In toddlers with ASD, cortical volume and surface area, (but not thickness) were found to be increased compared to controls at 2 years of age. The rate of cortical growth on longitudinal imaging between ages 2–5 years did not differ between groups, however, generating further questions regarding the specific chronology of aberrant neurodevelopment (Hazlett et al. 2011).
To summarize, a few studies suggest cortical overgrowth at very young ages; at age 2 this is marked by increased cortical volume and surface area, but potentially not thickness. School age children seem to display increased cortical thickness that is subsequently met with cortical dysmaturation throughout childhood and adolescence, suggestive mostly of exaggerated and then perhaps attenuated cortical thinning, although the specific magnitude and direction of this change varies depending on the study. The temporal lobe in particular is an area where rate of growth is most altered. Upcoming large scale, prospective neuroimaging trials may help to clarify some of this heterogeneity.

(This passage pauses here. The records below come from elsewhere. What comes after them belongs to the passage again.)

//! Command-line surface of `beygingtool`.

use clap::{ArgGroup, Parser};

#[derive(Parser, Debug)]
#[command(
    name = "beygingtool",
    about = "Icelandic noun-phrase inflection evaluation data generator"
)]
#[command(group(ArgGroup::new("mode").args(["nouns", "adjectives", "generate", "export_config"])))]
pub struct Cli {
    /// Bucket noun lemmas only
    #[arg(long)]
    pub nouns: bool,
    /// Bucket adjective lemmas only
    #[arg(long)]
    pub adjectives: bool,
    /// Generate the JSONL example files from the buckets
    #[arg(long)]
    pub generate: bool,
    /// Print the default settings TOML and exit
    #[arg(long)]
    pub export_config: bool,
    /// Examples per difficulty (default from settings)
    #[arg(long)]
    pub count: Option<usize>,
    /// Directory with inputs, bucket files and outputs
    #[arg(long, default_value = "data")]
    pub data_dir: String,
    /// BÍN CSV export (default: <data-dir>/SHsnid.csv)
    #[arg(long)]
    pub lexicon: Option<String>,
    /// Unigram counts, `word count` per line (default: <data-dir>/unigrams.tsv)
    #[arg(long)]
    pub frequencies: Option<String>,
    /// Settings TOML file
    #[arg(long)]
    pub config: Option<String>,
    /// Seed for reproducible sampling
    #[arg(long)]
    pub seed: Option<u64>,
    /// Write JSON trace logs to this directory instead of stderr
    #[arg(long)]
    pub trace_dir: Option<String>,
}

/// What a single run does. The mode flags exclude each other.
#[derive(Debug, Clone, Copy, PartialEq, Eq)]
pub enum Mode {
    ExportConfig,
    Generate,
    Process { nouns: bool, adjectives: bool },
}

impl Cli {
    /// No mode flag runs both processors, nouns first.
    pub fn mode(&self) -> Mode {
        if self.export_config {
            Mode::ExportConfig
        } else if self.generate {
            Mode::Generate
        } else if !self.nouns && !self.adjectives {
            Mode::Process {
                nouns: true,
                adjectives: true,
            }
        } else {
            Mode::Process {
                nouns: self.nouns,
                adjectives: self.adjectives,
            }
        }
    }
}

#[cfg(test)]
mod tests {
    use clap::error::ErrorKind;

    use super::*;

    fn parse(args: &[&str]) -> Result<Cli, clap::Error> {
        Cli::try_parse_from(std::iter::once("beygingtool").chain(args.iter().copied()))
    }

    #[test]
    fn no_flag_processes_both() {
        let cli = parse(&[]).unwrap();
        assert_eq!(
            cli.mode(),
            Mode::Process {
                nouns: true,
                adjectives: true
            }
        );
        assert_eq!(cli.data_dir, "data");
    }

    #[test]
    fn single_mode_flags() {
        assert_eq!(
            parse(&["--nouns"]).unwrap().mode(),
            Mode::Process {
                nouns: true,
                adjectives: false
            }
        );
        assert_eq!(
            parse(&["--adjectives"]).unwrap().mode(),
            Mode::Process {
                nouns: false,
                adjectives: true
            }
        );
        assert_eq!(
            parse(&["--generate", "--count", "5"]).unwrap().mode(),
            Mode::Generate
        );
        assert_eq!(parse(&["--export-config"]).unwrap().mode(), Mode::ExportConfig);
    }

    #[test]
    fn mode_flags_conflict() {
        for args in [
            ["--nouns", "--generate"],
            ["--nouns", "--adjectives"],
            ["--generate", "--export-config"],
        ] {
            let err = parse(&args).unwrap_err();
            assert_eq!(err.kind(), ErrorKind::ArgumentConflict, "{args:?}");
        }
    }
}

7.4 Surface Based Morphometry
In addition to cortical thickness and cortical surface area, the specific pattern of gyrification in the cortex can also be quantified with mathematical indices. The gyrification index (GI) for example, is the ratio of the total length of the folded cortical surface (extending into each sulcus) divided by the outer cortical surface length (see Fig. 7.3). The rationale for studying these indices is supported in part by early literature where visible structural abnormalities were noted in the gyri of a small group of patients with ASD. Also, as described above with respect to cortical thickness and surface area, specific patterns of gyrification may also be reflective of altered neurodevelopmental processes, or underlying differences in brain cytoarchitecture. For example, variations in neuron layers, cell density, and thalamocortical connections are noted on histology comparing tissue from sulci vs. gyri. Similarly, sulci formation in early life is hypothesized to be driven by tensile pull on areas with greater connectivity to distant regions [summarized in (White et al. 2003)]. Accordingly, altered functional connectivity may yield measurable structural changes in cortical morphology.
Fig. 7.3
The gyrification index was calculated by comparing the ratio of the inner cortical contour to the outer contour, on a coronal imaging slide. (Reproduced from Psychiatry Research. Hardan et al. 2004)
Early in the MRI literature, Piven et al. (1990) found significant structural abnormalities in the cortices of several adolescent males with ASD compared to controls. Of 13 patients, 5 displayed noteable polymicrogyria (multiple small cortical folds), and 2 had macrogyria (large cortical folds), as observed by radiologists blinded to diagnosis (Piven et al. 1990). Control participants, on the other hand had typically appearing brains. With enlargement of sample sizes, the more striking structural abnormalities in the brains of patients with ASD were for the most part washed out, necessitating a more precise mathematical approach to quantify specific differences.
Hardan et al. (2004) for example, found preliminary evidence suggesting increased gyrification in the frontal lobes of adolescent but not adult patients with ASD compared to controls, as measured by statistical comparison of GI. Patterns emerged suggesting changes in cortical folding with age in affected patients but not in controls (Hardan et al. 2004). In a population of patients with high functioning autism, increased cortical folding was noted in the frontal lobe (Jou et al. 2010). More recently, high-resolution analysis on 3T scanners described increased cortical folding in the occipital and parietal regions of the brain in patients with ASD compared to controls, but that cortical surface area was comparable between the two groups. Both groups showed a decline in gyrification overtime (Wallace et al. 2013).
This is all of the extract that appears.